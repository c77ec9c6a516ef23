//! Parallel zip resolution over whole datasets.
//!
//! Every row is independent and the reference table is only read, so rows
//! are split into chunks and resolved on the `rayon` pool. Results come
//! back in input order.

use civic_stats_geography_models::{GeoPoint, ZipReferenceTable};
use rayon::prelude::*;

use crate::GeoError;
use crate::location::decode_location;
use crate::progress::ProgressCallback;
use crate::resolver::resolve;

/// Rows handed to a worker at a time. Also the progress update granularity.
const CHUNK_SIZE: usize = 4096;

/// Resolves the nearest zip code for every point.
///
/// # Errors
///
/// Returns [`GeoError::EmptyReferenceTable`] if `table` has no centroids.
/// No rows are processed in that case. Returns
/// [`GeoError::NonFinitePoint`] if any point has a NaN or infinite
/// coordinate.
pub fn resolve_batch<'a>(
    points: &[GeoPoint],
    table: &'a ZipReferenceTable,
    progress: &dyn ProgressCallback,
) -> Result<Vec<&'a str>, GeoError> {
    if table.is_empty() {
        return Err(GeoError::EmptyReferenceTable);
    }

    progress.set_total(points.len() as u64);
    progress.set_message(format!("Resolving {} points", points.len()));

    let chunks = points
        .par_chunks(CHUNK_SIZE)
        .map(|chunk| {
            let zips = chunk
                .iter()
                .map(|point| resolve(point, table))
                .collect::<Result<Vec<_>, _>>();
            progress.inc(chunk.len() as u64);
            zips
        })
        .collect::<Result<Vec<_>, _>>()?;

    progress.finish(format!("Resolved {} points", points.len()));

    Ok(chunks.into_iter().flatten().collect())
}

/// Decodes and resolves a column of raw location strings.
///
/// Each row gets its own result so the caller can decide whether a
/// malformed location aborts the batch or is skipped.
///
/// # Errors
///
/// Returns [`GeoError::EmptyReferenceTable`] if `table` has no centroids.
pub fn resolve_locations<'a, S>(
    locations: &[S],
    table: &'a ZipReferenceTable,
    progress: &dyn ProgressCallback,
) -> Result<Vec<Result<&'a str, GeoError>>, GeoError>
where
    S: AsRef<str> + Sync,
{
    if table.is_empty() {
        return Err(GeoError::EmptyReferenceTable);
    }

    progress.set_total(locations.len() as u64);
    progress.set_message(format!("Resolving {} locations", locations.len()));

    let chunks: Vec<Vec<Result<&'a str, GeoError>>> = locations
        .par_chunks(CHUNK_SIZE)
        .map(|chunk| {
            let zips = chunk
                .iter()
                .map(|raw| decode_location(raw.as_ref()).and_then(|p| resolve(&p, table)))
                .collect();
            progress.inc(chunk.len() as u64);
            zips
        })
        .collect();

    let results: Vec<_> = chunks.into_iter().flatten().collect();
    let failed = results.iter().filter(|r| r.is_err()).count();

    progress.finish(format!(
        "Resolved {} locations ({failed} malformed)",
        results.len()
    ));
    log::info!(
        "Resolved {} of {} locations ({failed} malformed)",
        results.len() - failed,
        results.len()
    );

    Ok(results)
}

==========

§ **Exercise goal**: Write out each line above containing "points".

§ **Exercise response**:
    points: &[GeoPoint],
    progress.set_total(points.len() as u64);
    progress.set_message(format!("Resolving {} points", points.len()));
    let chunks = points
    progress.finish(format!("Resolved {} points", points.len()));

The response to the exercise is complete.